Exercise goal:
Within the records, find every line that includes the word "HttpsTransport" and copy it.

[Collection entries]
━━━━

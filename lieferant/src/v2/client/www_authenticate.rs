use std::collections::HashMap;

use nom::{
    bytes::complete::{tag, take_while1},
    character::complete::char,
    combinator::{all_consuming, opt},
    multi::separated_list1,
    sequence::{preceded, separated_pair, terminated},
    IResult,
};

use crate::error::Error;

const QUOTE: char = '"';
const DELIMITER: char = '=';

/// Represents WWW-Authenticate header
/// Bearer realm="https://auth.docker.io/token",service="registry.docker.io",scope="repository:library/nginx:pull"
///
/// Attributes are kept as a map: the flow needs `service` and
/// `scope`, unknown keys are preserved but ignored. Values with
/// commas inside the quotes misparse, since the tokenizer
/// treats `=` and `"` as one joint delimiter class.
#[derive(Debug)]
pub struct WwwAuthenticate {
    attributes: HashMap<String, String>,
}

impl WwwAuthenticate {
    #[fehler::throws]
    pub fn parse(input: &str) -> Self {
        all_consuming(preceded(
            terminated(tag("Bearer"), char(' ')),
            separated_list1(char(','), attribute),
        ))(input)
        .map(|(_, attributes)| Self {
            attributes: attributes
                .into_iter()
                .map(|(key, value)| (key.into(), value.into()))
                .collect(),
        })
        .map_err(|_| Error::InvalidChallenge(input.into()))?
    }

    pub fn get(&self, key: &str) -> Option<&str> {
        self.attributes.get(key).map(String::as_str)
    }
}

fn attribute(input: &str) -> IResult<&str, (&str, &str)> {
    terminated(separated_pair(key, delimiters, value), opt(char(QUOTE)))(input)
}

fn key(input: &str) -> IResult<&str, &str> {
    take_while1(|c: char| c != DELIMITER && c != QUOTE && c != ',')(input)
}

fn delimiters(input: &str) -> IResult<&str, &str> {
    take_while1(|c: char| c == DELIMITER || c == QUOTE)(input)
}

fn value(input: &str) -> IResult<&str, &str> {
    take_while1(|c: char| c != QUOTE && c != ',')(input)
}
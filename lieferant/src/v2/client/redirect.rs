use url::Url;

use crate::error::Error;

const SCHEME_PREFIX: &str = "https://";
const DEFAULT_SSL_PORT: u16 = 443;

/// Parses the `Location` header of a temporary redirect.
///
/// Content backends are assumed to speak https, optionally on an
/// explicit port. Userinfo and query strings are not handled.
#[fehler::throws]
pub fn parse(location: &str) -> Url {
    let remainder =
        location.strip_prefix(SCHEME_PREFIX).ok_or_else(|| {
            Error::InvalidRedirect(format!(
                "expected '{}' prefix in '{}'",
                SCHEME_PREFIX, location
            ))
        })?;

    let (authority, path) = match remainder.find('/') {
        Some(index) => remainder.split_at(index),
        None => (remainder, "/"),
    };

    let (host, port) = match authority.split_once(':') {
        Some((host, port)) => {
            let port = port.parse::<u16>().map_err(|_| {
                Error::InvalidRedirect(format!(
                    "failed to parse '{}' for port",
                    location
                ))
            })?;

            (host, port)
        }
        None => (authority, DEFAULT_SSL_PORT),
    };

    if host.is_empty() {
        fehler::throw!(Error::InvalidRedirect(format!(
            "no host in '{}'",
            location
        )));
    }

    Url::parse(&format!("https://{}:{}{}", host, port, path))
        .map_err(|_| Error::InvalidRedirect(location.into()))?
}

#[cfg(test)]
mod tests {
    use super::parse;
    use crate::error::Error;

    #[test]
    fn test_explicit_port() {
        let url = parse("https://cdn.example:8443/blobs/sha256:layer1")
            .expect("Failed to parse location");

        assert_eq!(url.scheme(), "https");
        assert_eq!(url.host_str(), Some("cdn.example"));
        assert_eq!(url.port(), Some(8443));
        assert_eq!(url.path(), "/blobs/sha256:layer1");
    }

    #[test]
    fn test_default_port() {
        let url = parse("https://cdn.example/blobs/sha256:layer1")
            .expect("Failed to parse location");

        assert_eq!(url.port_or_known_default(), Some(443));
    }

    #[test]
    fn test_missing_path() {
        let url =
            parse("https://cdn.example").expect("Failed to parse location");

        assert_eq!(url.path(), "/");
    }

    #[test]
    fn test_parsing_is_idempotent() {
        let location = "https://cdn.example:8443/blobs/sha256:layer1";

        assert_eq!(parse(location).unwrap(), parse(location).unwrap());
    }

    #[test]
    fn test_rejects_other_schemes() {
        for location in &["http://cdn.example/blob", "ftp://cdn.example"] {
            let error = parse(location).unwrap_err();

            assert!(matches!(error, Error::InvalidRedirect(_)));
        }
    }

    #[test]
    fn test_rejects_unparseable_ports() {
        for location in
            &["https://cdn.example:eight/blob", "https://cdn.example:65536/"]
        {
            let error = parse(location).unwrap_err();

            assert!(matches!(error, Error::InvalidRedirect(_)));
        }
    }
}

━━━━

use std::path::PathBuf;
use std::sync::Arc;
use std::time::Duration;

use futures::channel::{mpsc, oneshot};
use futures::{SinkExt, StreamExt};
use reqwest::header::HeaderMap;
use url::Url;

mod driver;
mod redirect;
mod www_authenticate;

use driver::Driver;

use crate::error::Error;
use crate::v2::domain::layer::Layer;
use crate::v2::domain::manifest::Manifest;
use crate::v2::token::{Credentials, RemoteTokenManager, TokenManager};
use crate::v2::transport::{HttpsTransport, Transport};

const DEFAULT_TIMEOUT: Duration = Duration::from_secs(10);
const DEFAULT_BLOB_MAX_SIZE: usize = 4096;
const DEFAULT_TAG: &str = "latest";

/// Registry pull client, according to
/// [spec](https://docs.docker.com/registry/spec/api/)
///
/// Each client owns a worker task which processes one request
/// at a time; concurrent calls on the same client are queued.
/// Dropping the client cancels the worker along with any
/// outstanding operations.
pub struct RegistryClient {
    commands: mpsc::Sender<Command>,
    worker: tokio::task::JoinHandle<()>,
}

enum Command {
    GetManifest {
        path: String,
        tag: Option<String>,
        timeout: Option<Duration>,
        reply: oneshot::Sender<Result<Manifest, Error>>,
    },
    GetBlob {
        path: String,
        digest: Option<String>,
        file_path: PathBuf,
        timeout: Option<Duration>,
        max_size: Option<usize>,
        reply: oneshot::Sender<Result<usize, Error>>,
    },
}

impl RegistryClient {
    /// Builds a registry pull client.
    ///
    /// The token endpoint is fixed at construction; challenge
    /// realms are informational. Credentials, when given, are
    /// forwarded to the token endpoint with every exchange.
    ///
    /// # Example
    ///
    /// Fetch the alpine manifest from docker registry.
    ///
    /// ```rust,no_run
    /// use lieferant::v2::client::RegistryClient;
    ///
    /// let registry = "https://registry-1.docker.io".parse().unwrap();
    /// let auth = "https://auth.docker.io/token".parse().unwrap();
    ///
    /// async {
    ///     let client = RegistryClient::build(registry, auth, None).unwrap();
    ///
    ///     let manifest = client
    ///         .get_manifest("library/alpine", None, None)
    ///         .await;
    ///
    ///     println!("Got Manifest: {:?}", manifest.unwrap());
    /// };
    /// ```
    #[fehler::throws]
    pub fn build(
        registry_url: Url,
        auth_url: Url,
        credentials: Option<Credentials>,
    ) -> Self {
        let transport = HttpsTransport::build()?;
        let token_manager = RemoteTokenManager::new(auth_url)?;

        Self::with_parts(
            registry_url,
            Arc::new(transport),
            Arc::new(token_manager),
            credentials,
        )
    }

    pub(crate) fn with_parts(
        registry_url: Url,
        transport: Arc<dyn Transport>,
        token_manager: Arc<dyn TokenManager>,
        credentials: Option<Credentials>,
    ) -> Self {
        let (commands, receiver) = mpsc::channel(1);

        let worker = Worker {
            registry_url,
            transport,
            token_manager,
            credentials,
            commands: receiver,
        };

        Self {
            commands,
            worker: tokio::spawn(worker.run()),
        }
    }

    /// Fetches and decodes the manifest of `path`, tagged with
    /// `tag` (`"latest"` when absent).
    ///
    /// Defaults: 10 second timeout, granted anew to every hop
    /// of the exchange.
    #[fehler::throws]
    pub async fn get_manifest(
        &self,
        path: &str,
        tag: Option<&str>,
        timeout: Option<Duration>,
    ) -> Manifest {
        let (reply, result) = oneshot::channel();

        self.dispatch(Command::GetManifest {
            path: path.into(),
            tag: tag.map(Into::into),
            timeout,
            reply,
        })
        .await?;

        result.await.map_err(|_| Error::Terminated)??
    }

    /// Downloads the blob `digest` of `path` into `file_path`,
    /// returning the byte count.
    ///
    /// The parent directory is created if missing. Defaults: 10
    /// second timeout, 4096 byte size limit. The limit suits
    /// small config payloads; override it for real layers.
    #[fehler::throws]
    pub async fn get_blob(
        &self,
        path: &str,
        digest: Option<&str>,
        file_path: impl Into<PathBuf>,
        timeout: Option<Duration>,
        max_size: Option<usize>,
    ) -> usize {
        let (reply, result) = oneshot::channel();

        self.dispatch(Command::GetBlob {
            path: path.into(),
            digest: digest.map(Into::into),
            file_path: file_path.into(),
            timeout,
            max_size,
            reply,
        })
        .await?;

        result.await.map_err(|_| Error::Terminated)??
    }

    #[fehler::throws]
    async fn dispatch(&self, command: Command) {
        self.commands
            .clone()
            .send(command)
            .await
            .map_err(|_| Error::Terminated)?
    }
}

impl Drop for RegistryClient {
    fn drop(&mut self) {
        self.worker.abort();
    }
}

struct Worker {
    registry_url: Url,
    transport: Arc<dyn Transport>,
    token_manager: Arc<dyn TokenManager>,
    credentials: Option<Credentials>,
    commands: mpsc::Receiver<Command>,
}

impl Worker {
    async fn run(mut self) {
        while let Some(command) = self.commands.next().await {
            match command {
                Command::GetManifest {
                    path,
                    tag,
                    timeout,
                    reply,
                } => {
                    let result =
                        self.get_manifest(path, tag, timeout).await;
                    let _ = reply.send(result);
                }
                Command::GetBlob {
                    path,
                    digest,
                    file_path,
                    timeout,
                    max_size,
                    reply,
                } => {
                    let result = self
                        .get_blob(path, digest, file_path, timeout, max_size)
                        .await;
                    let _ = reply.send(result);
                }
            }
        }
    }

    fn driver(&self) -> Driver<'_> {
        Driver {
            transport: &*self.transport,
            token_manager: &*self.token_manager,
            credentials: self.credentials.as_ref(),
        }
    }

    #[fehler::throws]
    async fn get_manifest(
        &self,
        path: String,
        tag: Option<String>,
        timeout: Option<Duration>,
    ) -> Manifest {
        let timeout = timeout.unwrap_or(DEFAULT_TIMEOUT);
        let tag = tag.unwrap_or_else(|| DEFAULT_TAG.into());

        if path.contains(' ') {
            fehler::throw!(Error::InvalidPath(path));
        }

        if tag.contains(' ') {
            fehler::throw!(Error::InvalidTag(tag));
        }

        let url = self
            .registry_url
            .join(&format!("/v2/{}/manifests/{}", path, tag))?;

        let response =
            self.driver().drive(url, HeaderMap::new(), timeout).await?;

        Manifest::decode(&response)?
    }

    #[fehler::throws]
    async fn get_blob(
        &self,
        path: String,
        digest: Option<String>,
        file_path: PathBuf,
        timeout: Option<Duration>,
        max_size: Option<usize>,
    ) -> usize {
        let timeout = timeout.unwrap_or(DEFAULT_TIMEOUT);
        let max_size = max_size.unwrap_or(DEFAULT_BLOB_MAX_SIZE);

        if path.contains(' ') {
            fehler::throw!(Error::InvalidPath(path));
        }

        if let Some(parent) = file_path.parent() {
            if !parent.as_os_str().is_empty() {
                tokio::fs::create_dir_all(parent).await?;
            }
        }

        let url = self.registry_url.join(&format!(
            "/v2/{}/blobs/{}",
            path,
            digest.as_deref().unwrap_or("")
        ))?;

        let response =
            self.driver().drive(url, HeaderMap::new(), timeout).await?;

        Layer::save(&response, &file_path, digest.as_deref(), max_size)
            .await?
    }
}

━━━━

Output below:
use crate::v2::transport::{HttpsTransport, Transport};
        let transport = HttpsTransport::build()?;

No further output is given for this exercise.